I'm just running 10 games in 1'+1". I'm curious to see what happens
How does "10 games" test _anything_? You can run that 10 times and get 10 different results...
Yes, I know. I'm just too impatient to wait for many games
Anyway, testing 10 games gave 6/10 to the OnePly extension for forced moves and check, running against my previous extensions (that were PV dependant).
I'm testing (60 games this time)
* A: extend by 1ply checks and foced moves
* B: extend by 1ply checks and foced moves, and by 1/2 ply pawn moves to the 7th rank and recaptures.

Also I'm thinking:
* pawn 7th rank extensions: should I only extend when the SEE is not < 0 ? otherwise it generally means that the pawn goes to the 7th rank only to be taken right away.
* have you ever tried negative extensions for losing captures. for example extend by -1/2 ply if the SEE is < -Pawn, for eg ?

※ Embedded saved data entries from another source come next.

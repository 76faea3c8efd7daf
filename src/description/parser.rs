//! Job Description Parser
//!
//! Reads job descriptions from disk. Two formats are accepted:
//! - AliEn JDL (classad-like `Name = value;` attributes), the default
//! - YAML mappings (`.yaml` / `.yml`), handy for hand-written campaigns
//!
//! The JDL reader works on the tokens of [`super::lexer`] and understands
//! string, integer, list (`{ ... }`) and nested record (`[ ... ]`) values. Any other classad expression (for
//! example `Requirements = member(other.GridPartitions, "PDC08");`) is
//! kept verbatim as text, since the generator never evaluates it.

use std::collections::BTreeMap;
use std::fs;
use std::path::Path;

use log::{debug, info};

use super::lexer::{line_of, tokenize, Spanned, Token};
use super::model::{JobDescription, Value};
use crate::error::{GeneratorError, Result};

/// Input format of a job description file.
#[derive(Debug, Clone, Copy, PartialEq, Eq)]
pub enum DescriptionFormat {
    Jdl,
    Yaml,
}

impl DescriptionFormat {
    /// Picks the format from the file extension; JDL unless YAML.
    pub fn from_path(path: &Path) -> Self {
        match path.extension().and_then(|e| e.to_str()) {
            Some(ext) if ext.eq_ignore_ascii_case("yaml") || ext.eq_ignore_ascii_case("yml") => {
                DescriptionFormat::Yaml
            }
            _ => DescriptionFormat::Jdl,
        }
    }
}

/// Loads and parses a job description file.
///
/// # Example
///
/// ```rust,no_run
/// use jdl2makeflow::description::load_description;
///
/// fn main() -> Result<(), Box<dyn std::error::Error>> {
///     let raw = load_description("sim.jdl")?;
///     println!("{} attributes", raw.len());
///     Ok(())
/// }
/// ```
pub fn load_description(path: impl AsRef<Path>) -> Result<JobDescription> {
    let path = path.as_ref();
    info!("Loading job description from: {}", path.display());

    let text = fs::read_to_string(path).map_err(|e| {
        GeneratorError::Config(format!(
            "failed to read job description '{}': {}. Check that the file exists and is readable.",
            path.display(),
            e
        ))
    })?;
    debug!("Job description loaded ({} bytes)", text.len());

    let desc = parse_description(&text, DescriptionFormat::from_path(path))?;
    info!("Parsed {} attributes", desc.len());
    Ok(desc)
}

/// Parses job description text.
pub fn parse_description(text: &str, format: DescriptionFormat) -> Result<JobDescription> {
    match format {
        DescriptionFormat::Jdl => parse_jdl(text),
        DescriptionFormat::Yaml => parse_yaml(text),
    }
}

/// Parses AliEn JDL text.
pub fn parse_jdl(text: &str) -> Result<JobDescription> {
    let mut parser = JdlParser::new(text)?;
    let mut desc = JobDescription::new();
    for (name, value) in parser.parse_document()? {
        desc.insert(name, value);
    }
    Ok(desc)
}

/// Parses a YAML mapping.
pub fn parse_yaml(text: &str) -> Result<JobDescription> {
    let doc: serde_yaml::Value =
        serde_yaml::from_str(text).map_err(|e| GeneratorError::Parse(e.to_string()))?;
    let Value::Map(map) = convert_yaml(doc)? else {
        return Err(GeneratorError::Parse(
            "YAML job description must be a mapping".to_string(),
        ));
    };
    let mut desc = JobDescription::new();
    for (name, value) in map {
        desc.insert(name, value);
    }
    Ok(desc)
}

fn convert_yaml(value: serde_yaml::Value) -> Result<Value> {
    use serde_yaml::Value as Yaml;

    Ok(match value {
        Yaml::Null => Value::Text(String::new()),
        Yaml::Bool(b) => Value::Text(b.to_string()),
        Yaml::Number(n) => match n.as_i64() {
            Some(i) => Value::Integer(i),
            None => Value::Text(n.to_string()),
        },
        Yaml::String(s) => Value::Text(s),
        Yaml::Sequence(items) => {
            Value::List(items.into_iter().map(convert_yaml).collect::<Result<_>>()?)
        }
        Yaml::Mapping(mapping) => {
            let mut map = BTreeMap::new();
            for (k, v) in mapping {
                let key = match k {
                    Yaml::String(s) => s,
                    Yaml::Number(n) => n.to_string(),
                    Yaml::Bool(b) => b.to_string(),
                    other => {
                        return Err(GeneratorError::Parse(format!(
                            "unsupported YAML mapping key: {:?}",
                            other
                        )))
                    }
                };
                map.insert(key, convert_yaml(v)?);
            }
            Value::Map(map)
        }
        Yaml::Tagged(tagged) => convert_yaml(tagged.value)?,
    })
}

/// Recursive descent reader over JDL tokens.
struct JdlParser<'a> {
    source: &'a str,
    tokens: Vec<Spanned<Token>>,
    pos: usize,
}

impl<'a> JdlParser<'a> {
    fn new(source: &'a str) -> Result<Self> {
        Ok(Self {
            source,
            tokens: tokenize(source)?,
            pos: 0,
        })
    }

    fn peek(&self) -> Option<&Token> {
        self.tokens.get(self.pos).map(|t| &t.token)
    }

    fn eat(&mut self, token: &Token) -> bool {
        if self.peek() == Some(token) {
            self.pos += 1;
            true
        } else {
            false
        }
    }

    /// Error located at the current token, or at end of input.
    fn error(&self, msg: impl std::fmt::Display) -> GeneratorError {
        let at = self
            .tokens
            .get(self.pos)
            .map_or(self.source.len(), |t| t.span.start);
        GeneratorError::Parse(format!("line {}: {}", line_of(self.source, at), msg))
    }

    fn parse_document(&mut self) -> Result<Vec<(String, Value)>> {
        let bracketed = self.eat(&Token::LBracket);
        let attributes = self.parse_attributes(bracketed)?;
        if let Some(t) = self.tokens.get(self.pos) {
            return Err(self.error(format!(
                "unexpected '{}' after end of description",
                &self.source[t.span.clone()]
            )));
        }
        Ok(attributes)
    }

    /// Reads `Name = value;` pairs up to EOF, or up to `]` when `closed`.
    fn parse_attributes(&mut self, closed: bool) -> Result<Vec<(String, Value)>> {
        let mut attributes = Vec::new();
        loop {
            match self.peek() {
                None if closed => return Err(self.error("missing closing ']'")),
                None => break,
                Some(Token::RBracket) if closed => {
                    self.pos += 1;
                    break;
                }
                _ => {}
            }

            let name = match self.peek() {
                Some(Token::Ident(name)) => name.clone(),
                _ => return Err(self.error("expected attribute name")),
            };
            self.pos += 1;
            if !self.eat(&Token::Assign) {
                return Err(self.error(format!("expected '=' after {}", name)));
            }
            let value = self.parse_value(&[Token::Semi, Token::RBracket])?;
            debug!("JDL attribute {} = {:?}", name, value);
            attributes.push((name, value));

            if !self.eat(&Token::Semi) && !matches!(self.peek(), None | Some(Token::RBracket)) {
                return Err(self.error("expected ';' between attributes"));
            }
        }
        Ok(attributes)
    }

    fn at_terminator(&self, terminators: &[Token]) -> bool {
        self.peek().map_or(true, |t| terminators.contains(t))
    }

    fn parse_value(&mut self, terminators: &[Token]) -> Result<Value> {
        let start = self.pos;
        let literal = match self.peek() {
            Some(Token::LBrace) => return self.parse_list(),
            Some(Token::LBracket) => {
                self.pos += 1;
                let map = self.parse_attributes(true)?.into_iter().collect();
                return Ok(Value::Map(map));
            }
            Some(Token::Str(s)) => Some(Value::Text(s.clone())),
            Some(Token::Int(i)) => Some(Value::Integer(*i)),
            _ => None,
        };

        // A literal must stand alone; anything else is a raw expression.
        if let Some(value) = literal {
            self.pos += 1;
            if self.at_terminator(terminators) {
                return Ok(value);
            }
            self.pos = start;
        }
        self.parse_expression(terminators)
    }

    fn parse_list(&mut self) -> Result<Value> {
        self.pos += 1;
        let mut items = Vec::new();
        loop {
            if self.eat(&Token::RBrace) {
                break;
            }
            items.push(self.parse_value(&[Token::Comma, Token::RBrace])?);
            if self.eat(&Token::Comma) {
                continue;
            }
            if self.eat(&Token::RBrace) {
                break;
            }
            return Err(self.error("expected ',' or '}' in list"));
        }
        Ok(Value::List(items))
    }

    /// Captures an unevaluated expression as its source text.
    fn parse_expression(&mut self, terminators: &[Token]) -> Result<Value> {
        let start = self.pos;
        let mut depth = 0usize;
        while let Some(token) = self.peek() {
            match token {
                Token::LParen | Token::LBrace | Token::LBracket => depth += 1,
                Token::RParen | Token::RBrace | Token::RBracket if depth > 0 => depth -= 1,
                t if depth == 0 && terminators.contains(t) => break,
                Token::RParen | Token::RBrace | Token::RBracket => {
                    let text = &self.source[self.tokens[self.pos].span.clone()];
                    return Err(self.error(format!("unbalanced '{}'", text)));
                }
                Token::Assign => return Err(self.error("expected ';' before next attribute")),
                _ => {}
            }
            self.pos += 1;
        }
        if depth > 0 {
            return Err(self.error("unbalanced brackets in expression"));
        }
        if self.pos == start {
            return Err(self.error("missing value"));
        }
        let from = self.tokens[start].span.start;
        let to = self.tokens[self.pos - 1].span.end;
        Ok(Value::Text(self.source[from..to].trim().to_string()))
    }
}

#[cfg(test)]
mod tests {
    use super::*;

    const SAMPLE_JDL: &str = r#"
# AliDPG Monte Carlo production
Executable = "/alice/cern.ch/user/a/aliprod/bin/aliroot_dpgsim.sh";
Packages = {
  "VO_ALICE@AliDPG::v5-09-XX-26",
  "VO_ALICE@jemalloc::v3.6.0",
};
TTL = 72000;
Split = "production:1-10";
SplitArguments = "--run 244918 --uid #alien_counter#";
// Requirements are kept as raw text
Requirements = member(other.GridPartitions, "PDC08_2");
OutputDir = "/alice/sim/2018/LHC18a1/244918/#alien_counter_03i#";
/* multi-line
   comment */
NextStages = { "FinalQA" };
"#;

    #[test]
    fn test_parse_sample_jdl() {
        let desc = parse_jdl(SAMPLE_JDL).unwrap();

        assert_eq!(
            desc.executable().unwrap(),
            "/alice/cern.ch/user/a/aliprod/bin/aliroot_dpgsim.sh"
        );
        assert_eq!(desc.packages().unwrap().len(), 2);
        assert_eq!(desc.get("TTL"), Some(&Value::Integer(72000)));
        assert_eq!(
            desc.get("Requirements"),
            Some(&Value::from("member(other.GridPartitions, \"PDC08_2\")"))
        );
        assert_eq!(desc.next_stages().unwrap(), vec!["FinalQA"]);
    }

    #[test]
    fn test_hash_inside_string_is_not_a_comment() {
        let desc = parse_jdl(r#"OutputDir = "/out/#alien_counter#";"#).unwrap();
        assert_eq!(desc.output_dir().unwrap(), "/out/#alien_counter#");
    }

    #[test]
    fn test_bracketed_document_and_nested_record() {
        let desc = parse_jdl(
            r#"[
              Executable = "run.sh";
              Meta = [ Owner = "aliprod"; Priority = 3 ];
            ]"#,
        )
        .unwrap();
        let meta = desc.get("Meta").and_then(Value::as_map).unwrap();
        assert_eq!(meta["Owner"], Value::from("aliprod"));
        assert_eq!(meta["Priority"], Value::Integer(3));
    }

    #[test]
    fn test_comparison_expression_kept_as_text() {
        let desc = parse_jdl(
            "Requirements = other.Type == \"machine\" && (other.TTL >= 3600);\nTTL = 5;",
        )
        .unwrap();
        assert_eq!(
            desc.get("Requirements"),
            Some(&Value::from("other.Type == \"machine\" && (other.TTL >= 3600)"))
        );
        assert_eq!(desc.get("TTL"), Some(&Value::Integer(5)));
    }

    #[test]
    fn test_escaped_quotes() {
        let desc = parse_jdl(r#"SplitArguments = "--title \"LHC18a1\"";"#).unwrap();
        assert_eq!(desc.split_arguments().unwrap(), "--title \"LHC18a1\"");
    }

    #[test]
    fn test_last_semicolon_is_optional() {
        let desc = parse_jdl("Executable = \"run.sh\"").unwrap();
        assert_eq!(desc.executable().unwrap(), "run.sh");
    }

    #[test]
    fn test_syntax_errors() {
        assert!(parse_jdl("Executable \"run.sh\";").is_err());
        assert!(parse_jdl("Executable = \"run.sh;").is_err());
        assert!(parse_jdl("Packages = { \"a\", \"b\"").is_err());
        assert!(parse_jdl("[ Executable = \"run.sh\";").is_err());
        assert!(parse_jdl("Executable = ;").is_err());
        assert!(parse_jdl("A = 1; B = 2 C = 3;").is_err());
    }

    #[test]
    fn test_error_reports_line() {
        let err = parse_jdl("A = 1;\nB = 2\nC = 3;").unwrap_err();
        assert!(err.to_string().contains("line 3"), "{}", err);
    }

    #[test]
    fn test_parse_yaml_description() {
        let desc = parse_yaml(
            "Executable: run.sh\nSplit: production:1-4\nPackages:\n  - VO_ALICE@AliDPG::v5\nTTL: 3600\n",
        )
        .unwrap();
        assert_eq!(desc.executable().unwrap(), "run.sh");
        assert_eq!(desc.packages().unwrap(), vec!["VO_ALICE@AliDPG::v5"]);
        assert_eq!(desc.get("TTL"), Some(&Value::Integer(3600)));
    }

    #[test]
    fn test_yaml_must_be_mapping() {
        assert!(parse_yaml("- a\n- b\n").is_err());
    }

    #[test]
    fn test_format_from_extension() {
        assert_eq!(
            DescriptionFormat::from_path(Path::new("sim.yml")),
            DescriptionFormat::Yaml
        );
        assert_eq!(
            DescriptionFormat::from_path(Path::new("sim.jdl")),
            DescriptionFormat::Jdl
        );
        assert_eq!(
            DescriptionFormat::from_path(Path::new("sim")),
            DescriptionFormat::Jdl
        );
    }

    #[test]
    fn test_load_description_missing_file() {
        let err = load_description("/nonexistent/sim.jdl").unwrap_err();
        assert!(err.to_string().contains("failed to read job description"));
    }
}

I don't think that 1,000 games is enough. You need to use something like BayesElo and either look at likelihood of superiority, or at least make sure that the two elo values are separated by more than the 95% confidence error bar...

lucasart · Post by **lucasart** » Sun Jul 24, 2011 9:53 pm

bob wrote:
lucasart wrote:
bob wrote:
lucasart wrote:
bob wrote:I tried all sorts of variations on that idea, but discovered that the "check" extension was the only one that produced any positive gain in Crafty. I removed all others. I also found that 1.0 was the right extension for checks, and then got rid of fractional plies as well to simplify the code a bit...
I am currently testing my extensions against only exenting by one ply forced moves and when we are in check.
I'm just running 10 games in 1'+1". I'm curious to see what happens
How does "10 games" test _anything_? You can run that 10 times and get 10 different results...
Yes, I know. I'm just too impatient to wait for many games
Anyway, testing 10 games gave 6/10 to the OnePly extension for forced moves and check, running against my previous extensions (that were PV dependant).
I'm testing (60 games this time)
* A: extend by 1ply checks and foced moves
* B: extend by 1ply checks and foced moves, and by 1/2 ply pawn moves to the 7th rank and recaptures.

Also I'm thinking:
* pawn 7th rank extensions: should I only extend when the SEE is not < 0 ? otherwise it generally means that the pawn goes to the 7th rank only to be taken right away.
* have you ever tried negative extensions for losing captures. for example extend by -1/2 ply if the SEE is < -Pawn, for eg ?
I don't think that 1,000 games is enough. You need to use something like BayesElo and either look at likelihood of superiority, or at least make sure that the two elo values are separated by more than the 95% confidence error bar...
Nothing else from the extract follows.